В восемь лет Уве случайно увидел свое свидетельство о рождении с именем матери и запомнил его. Через одиннадцать лег юноша прочитал в одной газете заголовок: «Нет снисхождения Ильзе Кох». Назначенный государством опекун подтвердил, что речь идет о матери Уве.
На Рождество 1966 года он впервые посетил свою мать в Лавдеберге.
«Для меня она не была «сукой Бухенвальда», - говорил Уве. - Я был рад встрече с матерью». Он продолжал навещать мать вплоть до того момента, когда она покончила с собой.
Уве говорил: «В разговоре с ней я всегда избегал упоминаний о войне.
Она сама касалась этой темы, отрицала свою вину и говорила, что стала жертвой вероломства. Я не обсуждал эти вопросы более детально, так как было ясно, что это для нее болезненно. Я хотел, чтобы она надеялась на то, что после 20 лет тюрьмы ее выпустят. Мне трудно представить себе ее во время войны. Я не убежден в том, что она была невиновной. Но чувствую, что систему концентрационных лагерей она приняла подобно многим, кто не умел или не мог противостоять этому. Она была охвачена истерией времени».
Историки и психиатры нередко возвращаются к «феномену» Ильзы Кох, погрузившейся в бездну самого тяжкого греха на земле, и сходятся во мнении, что у этой женщины изначально был целый «букет» дурных наклонностей.
Но историк Чарльз Лич с этим не согласен: «До Карла Коха и после него у Ильзы не наблюдалось той жестокости, которой она «прославилась» в Бухенвальде.

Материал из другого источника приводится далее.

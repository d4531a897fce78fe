//! Tests for the plan writer.

use std::fs;

use tempfile::TempDir;

use super::*;
use crate::models::{CostKind, Operator, OperatorId, OperatorTable};

/// Helper function to create a writer rooted in a temporary directory
fn create_test_writer(multi_file_mode: bool) -> (TempDir, PlanWriter) {
    let temp_dir = TempDir::new().expect("Failed to create temp dir");
    let mut writer = PlanWriter::new();
    writer.configure(temp_dir.path().join("sas_plan"));
    writer.set_multi_file_mode(multi_file_mode);
    (temp_dir, writer)
}

fn create_test_table() -> OperatorTable {
    OperatorTable::new(vec![
        Operator::new("move a b", 1),
        Operator::new("move b c", 1),
    ])
}

#[test]
fn test_defaults() {
    let writer = PlanWriter::default();
    assert_eq!(writer.base_filename(), Path::new(DEFAULT_PLAN_FILENAME));
    assert_eq!(writer.plans_written(), 0);
    assert!(!writer.is_multi_file_mode());
    assert_eq!(writer.next_plan_path(), PathBuf::from("sas_plan"));
}

#[test]
fn test_single_file_mode_writes_base_name() {
    let (temp_dir, mut writer) = create_test_writer(false);
    let table = create_test_table();
    let plan = Plan::new(vec![OperatorId(0), OperatorId(1)]);

    let mut echo = Vec::new();
    let saved = writer
        .save_plan_to(&plan, &table, &mut echo)
        .expect("Failed to save plan");

    let path = temp_dir.path().join("sas_plan");
    assert_eq!(saved.path, path);
    assert_eq!(saved.number, 1);
    assert_eq!(saved.length, 2);
    assert_eq!(saved.cost.cost, 2);
    assert_eq!(saved.cost.kind, CostKind::UnitCost);
    assert_eq!(
        fs::read_to_string(&path).expect("plan file exists"),
        "(move a b)\n(move b c)\n; cost = 2 (unit cost)\n"
    );
    assert_eq!(
        String::from_utf8(echo).expect("utf8"),
        "move a b (1)\nmove b c (1)\n"
    );
    assert_eq!(writer.plans_written(), 1);
}

#[test]
fn test_multi_file_mode_numbers_files() {
    let (temp_dir, mut writer) = create_test_writer(true);
    let table = create_test_table();
    let plan = Plan::new(vec![OperatorId(1)]);

    let first = writer
        .save_plan_to(&plan, &table, &mut io::sink())
        .expect("Failed to save first plan");
    let second = writer
        .save_plan_to(&plan, &table, &mut io::sink())
        .expect("Failed to save second plan");

    assert_eq!(first.path, temp_dir.path().join("sas_plan.1"));
    assert_eq!(second.path, temp_dir.path().join("sas_plan.2"));
    for path in [&first.path, &second.path] {
        assert_eq!(
            fs::read_to_string(path).expect("plan file exists"),
            "(move b c)\n; cost = 1 (unit cost)\n"
        );
    }
    assert!(!temp_dir.path().join("sas_plan").exists());
    assert_eq!(writer.plans_written(), 2);
}

#[test]
fn test_previously_written_offsets_numbering() {
    let (temp_dir, mut writer) = create_test_writer(true);
    writer.set_previously_written(4);
    assert_eq!(writer.next_plan_path(), temp_dir.path().join("sas_plan.5"));

    let saved = writer
        .save_plan_to(&Plan::default(), &create_test_table(), &mut io::sink())
        .expect("Failed to save plan");
    assert_eq!(saved.number, 5);
    assert_eq!(
        fs::read_to_string(&saved.path).expect("plan file exists"),
        "; cost = 0 (unit cost)\n"
    );
    assert_eq!(writer.plans_written(), 5);
}

#[test]
fn test_existing_file_is_truncated() {
    let (temp_dir, mut writer) = create_test_writer(false);
    let path = temp_dir.path().join("sas_plan");
    fs::write(&path, "stale contents that are longer than the plan\n".repeat(8))
        .expect("Failed to seed file");

    let plan = Plan::new(vec![OperatorId(0)]);
    writer
        .save_plan_to(&plan, &create_test_table(), &mut io::sink())
        .expect("Failed to save plan");

    assert_eq!(
        fs::read_to_string(&path).expect("plan file exists"),
        "(move a b)\n; cost = 1 (unit cost)\n"
    );
}

#[test]
fn test_unwritable_path_is_output_error() {
    let temp_dir = TempDir::new().expect("Failed to create temp dir");
    let mut writer = PlanWriter::new();
    writer.configure(temp_dir.path().join("missing-dir").join("sas_plan"));

    let err = writer
        .save_plan_to(&Plan::default(), &create_test_table(), &mut io::sink())
        .unwrap_err();

    match &err {
        PlanRecError::OutputIo { path, .. } => {
            assert_eq!(path, &temp_dir.path().join("missing-dir").join("sas_plan"));
        }
        other => panic!("unexpected error: {other:?}"),
    }
    assert!(err.to_string().starts_with("Failed to open plan file: "));
    assert_eq!(err.exit_code(), crate::error::SEARCH_INPUT_ERROR);
    assert_eq!(writer.plans_written(), 0);
}

#[test]
#[should_panic(expected = "single plan file mode allows only one saved plan")]
fn test_second_save_in_single_file_mode_panics() {
    let (_temp_dir, mut writer) = create_test_writer(false);
    writer.set_previously_written(1);
    let _ = writer.save_plan_to(&Plan::default(), &create_test_table(), &mut io::sink());
}

#[test]
fn test_cost_line_holds_totals_beyond_u64() {
    let (_temp_dir, mut writer) = create_test_writer(false);
    let table = OperatorTable::new(vec![
        Operator::new("a", u64::MAX),
        Operator::new("b", 1),
    ]);
    let plan = Plan::new(vec![OperatorId(0), OperatorId(1)]);

    let saved = writer
        .save_plan_to(&plan, &table, &mut io::sink())
        .expect("Failed to save plan");

    assert_eq!(saved.cost.cost, u128::from(u64::MAX) + 1);
    assert_eq!(
        fs::read_to_string(&saved.path).expect("plan file exists"),
        "(a)\n(b)\n; cost = 18446744073709551616 (general cost)\n"
    );
}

Ее безумие, если таковое действительно было, вызвано исключительно связью с этим мужчиной. С его смертью, кажется, колдовские путы спали. Возможно, если бы они не встретились как поистине дьявольские партнеры, не случилось бы и того, что произошло».

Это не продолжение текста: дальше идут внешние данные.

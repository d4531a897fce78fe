//! Failed-plans trace parsing.
//!
//! A trace file records earlier unsuccessful plan attempts:
//!
//! ```text
//! ; attempt from the previous run
//! (pick ball1 rooma left)
//! (move rooma roomb%%%)
//! =====
//! (pick ball2 rooma right)
//! ```
//!
//! - `=====` on its own line closes the current record.
//! - A line starting with `;` is a comment. A `;` anywhere else is an error.
//! - Every other line must be wrapped in `(` and `)`.
//! - A trailing `%%%` inside the parentheses marks the stage at which the
//!   attempt failed. Lines after it are validated but not recorded until the
//!   next separator.
//! - The file does not need to end with a separator; an empty file yields a
//!   single empty record.
//!
//! Parsing is strict: the first malformed line aborts with a
//! [`TraceFormatError`] and no partial store is returned.

mod parser;

#[cfg(test)]
mod tests;

use std::{fs, mem, path::Path};

use log::{debug, info};

pub use parser::{classify_line, LineError, RecordBuilder, TraceLine};

use crate::{
    error::TraceFormatError,
    models::{FailedPlanRecord, FailedPlanStore},
};

/// Line that ends one failed plan and starts the next.
pub const RECORD_SEPARATOR: &str = "=====";

/// Suffix marking the entry at which an attempt failed.
pub const FAILURE_MARKER: &str = "%%%";

/// First character of a full-line comment.
pub const COMMENT_PREFIX: char = ';';

/// Parses an in-memory failed-plans trace.
///
/// # Errors
///
/// Returns `TraceFormatError::MissingParenthesis` or
/// `TraceFormatError::MisplacedComment` for the first line violating the
/// format, with its 1-based line number.
pub fn parse_failed_plans(text: &str) -> Result<FailedPlanStore, TraceFormatError> {
    let mut records: Vec<FailedPlanRecord> = Vec::new();
    let mut current = RecordBuilder::new();

    // Split like a line reader would: a trailing newline ends the last line
    // rather than starting an empty one.
    for (index, line) in text.split_terminator('\n').enumerate() {
        let classified = classify_line(line).map_err(|err| err.at(index + 1, line))?;

        match classified {
            TraceLine::Separator => {
                let record = mem::take(&mut current).finish();
                debug!(
                    "Failed plan {} closed with {} step(s)",
                    records.len() + 1,
                    record.len()
                );
                records.push(record);
            }
            TraceLine::Comment => {}
            TraceLine::Entry { text, failing } => {
                if !current.push(text, failing) {
                    debug!("Discarding line {} after failing stage", index + 1);
                }
            }
        }
    }

    records.push(current.finish());
    Ok(FailedPlanStore::new(records))
}

/// Reads a whole failed-plans file and parses it.
///
/// # Errors
///
/// Returns `TraceFormatError::Open` if the file cannot be read, otherwise the
/// errors of [`parse_failed_plans`].
pub fn read_failed_plans(path: impl AsRef<Path>) -> Result<FailedPlanStore, TraceFormatError> {
    let path = path.as_ref();
    let bytes = fs::read(path).map_err(|source| TraceFormatError::Open {
        path: path.to_path_buf(),
        source,
    })?;

    let store = parse_failed_plans(&String::from_utf8_lossy(&bytes))?;
    info!(
        "Parsed {} failed plan(s) from {}",
        store.len(),
        path.display()
    );
    Ok(store)
}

С этим утверждением, впрочем, трудно согласиться. «Роковые» совпадения здесь ни при чем. Дело не столько в личных качествах того или иного нацистского преступника, сколько в преступном, человеконенавистническом характере самой нацистской системы. То, что произошло с ней и ее «обслуживающим персоналом», вовсе не было случайностью. Так распорядилась История.